Mr. Nicholas Odigie's death was announced to colleagues on March 4, 2018 as MTN Nigeria was scheduled to appeal the NIC judgement on March 21, 2018.

Late Nicholas Odigie until his death was one of the 63 former staff of MTN Nigeria who on October 26, 2016 defeated their former employer at the National Industrial Court Ikoyi on a suit of Trade Restriction. The 63 staff had on Nov 17, 2009 were laid off without notice.

Justice K.I Amadi of the National Industrial Court Lagos on Feb 2, 2017 granted MTN Nig. appeal on a Trade Restriction/Unlawful Termination case (NICN/LA/596/2013) which was judged on October 26, 2016 in favor of 63 ex-Staff by Justice Peter Lifu.

“All we wanted since 2009 was justice and we got it at the NIC on Oct 26, 2016 after 6yrs of waiting. As at today in 2018, MTN's appeal is yet to commence, they had not effected NIC judgement and equally not on the negotiation table. Over the weekend we lost a friend, colleague and brother who had taken ill since over four years. Today is the saddest day of my life"..says one of the ex staff.

"Our 4yrs gross salary as ordered to be paid to 63 of us is not up to N900m after untold hardship of over 6yrs. Now one of us; Nicholas Odigie who was down with stroke for about four years is now dead."....says another ex-staff who couldn't control her tears as she wept.

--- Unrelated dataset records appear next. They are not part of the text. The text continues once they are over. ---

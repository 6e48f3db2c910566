use secrecy::{ExposeSecret, SecretString};

use crate::core::errors::{KeysealError, Result};
use crate::core::models::envelope::Envelope;
use crate::core::models::message::{Compression, DecryptedMessage, Signing};
use crate::core::services::identity_container::IdentityContainer;
use crate::core::traits::engine::CryptoEngine;

impl<E: CryptoEngine> IdentityContainer<E> {
    /// Encrypt `plaintext` to the holder of `recipient_public_key`.
    ///
    /// With `Signing::WithOwnKey` the active identity signs the plaintext and
    /// the signature travels inside the envelope.
    pub fn encrypt_to_recipient(
        &self,
        plaintext: &[u8],
        recipient_public_key: &str,
        signing: Signing,
    ) -> Result<Envelope> {
        let active = self.require_active()?;
        let recipient = self.engine().parse_public_key(recipient_public_key)?;

        let signer = match signing {
            Signing::WithOwnKey => Some(&active.unlocked),
            Signing::None => None,
        };

        let envelope = self
            .engine()
            .encrypt_asymmetric(plaintext, &recipient, signer)?;
        tracing::debug!(
            recipient = %self.engine().fingerprint(&recipient),
            signed = signer.is_some(),
            "message encrypted"
        );
        Ok(envelope)
    }

    /// Encrypt to the active identity's own public key.
    pub fn encrypt_to_self(&self, plaintext: &[u8], signing: Signing) -> Result<Envelope> {
        let active = self.require_active()?;
        let signer = match signing {
            Signing::WithOwnKey => Some(&active.unlocked),
            Signing::None => None,
        };
        self.engine()
            .encrypt_asymmetric(plaintext, &active.public_key, signer)
    }

    /// Decrypt an envelope addressed to the active identity.
    ///
    /// When `sender_public_key` is given, the embedded signature must verify
    /// against it or the call fails with `SignatureVerificationFailed`.
    pub fn decrypt_from_sender(
        &self,
        envelope: &str,
        sender_public_key: Option<&str>,
    ) -> Result<DecryptedMessage> {
        let active = self.require_active()?;
        let verifier = sender_public_key
            .map(|armored| self.engine().parse_public_key(armored))
            .transpose()?;

        let message =
            self.engine()
                .decrypt_asymmetric(envelope, &active.unlocked, verifier.as_ref())?;
        tracing::debug!(
            verified = message.verification.is_verified(),
            bytes = message.plaintext.len(),
            "message decrypted"
        );
        Ok(message)
    }

    /// Passphrase-based, zlib-compressed encryption. Works without an
    /// active identity.
    pub fn encrypt_symmetric(
        &self,
        plaintext: &[u8],
        passphrase: &SecretString,
    ) -> Result<Envelope> {
        if passphrase.expose_secret().is_empty() {
            return Err(KeysealError::EmptyPassphrase);
        }
        self.engine()
            .encrypt_symmetric(plaintext, passphrase, Compression::Zlib)
    }

    pub fn decrypt_symmetric(&self, envelope: &str, passphrase: &SecretString) -> Result<Vec<u8>> {
        self.engine().decrypt_symmetric(envelope, passphrase)
    }
}
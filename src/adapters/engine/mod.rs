pub mod age_engine;
mod armor;
mod frame;
pub mod key_material;
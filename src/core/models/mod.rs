pub mod envelope;
pub mod identity_summary;
pub mod keypair;
pub mod message;
pub mod storage_record;
pub mod user_id;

On Oct 26, 2016, it was a scene of songs of praises and joyful tears by some of the ex staff present as Justice Peter Lifu after minutes of reading the introduction to judgment and  the court’s decision ordered MTN Nigeria to pay the 4yrs last gross salary of each affected staff within 30days failure of which it will attract 10% annually and N10,000 each for the cost of the case. The Claimant’s lawyer Barr. Adetunji Adeniyi-Adedoyin of AAA Chambers Lagos informed the judgment was a victory in God’s name and Oct 26, 2016 was the happiest day of his life.

The suit against MTN Nigeria Communication Limited was instituted in 2013 by Harrison Ossai, Gabriel Ameh, and Stephen Mahaja on behalf of themselves and 60 others.
The claimants had sought an order of the court compelling the defendant to pay each of them N10 million as damages for trade restriction by the company from taking up employment from 17th November, 2009, to 17th November, 2013.

They also demanded a payment of N20 million from the company as cost of the court action.
Mr. Ossai, 43, a Higher National Diploma holder in Mass Communications, said he worked as a Call Centre Executive at MTN for six  years before his dismissal.

He said he had found it impossible to work anywhere else afterwards because of a restraint on trade covenant, adding that his job interviews at Airtel and Globacom were unsuccessful because of his MTN background.
While Mr. Ossai said MTN did not state the reasons for his dismissal, he insisted that a N100 million suit instituted by the company against a former employee, Yinusa Bello, for breaching the restraint on trade clauses was responsible for other telecom firms’ inability to employ him.

In their testimonies, Messrs Ameh, 53, and Mahaja, 43, said the restraint of trade clause was responsible for their failure at gaining employment after dismissal by MTN.
Nwamaka Okey-Aguoru, MTN’s witness in the suit, said she had not been employed by the company when the claimants were sacked.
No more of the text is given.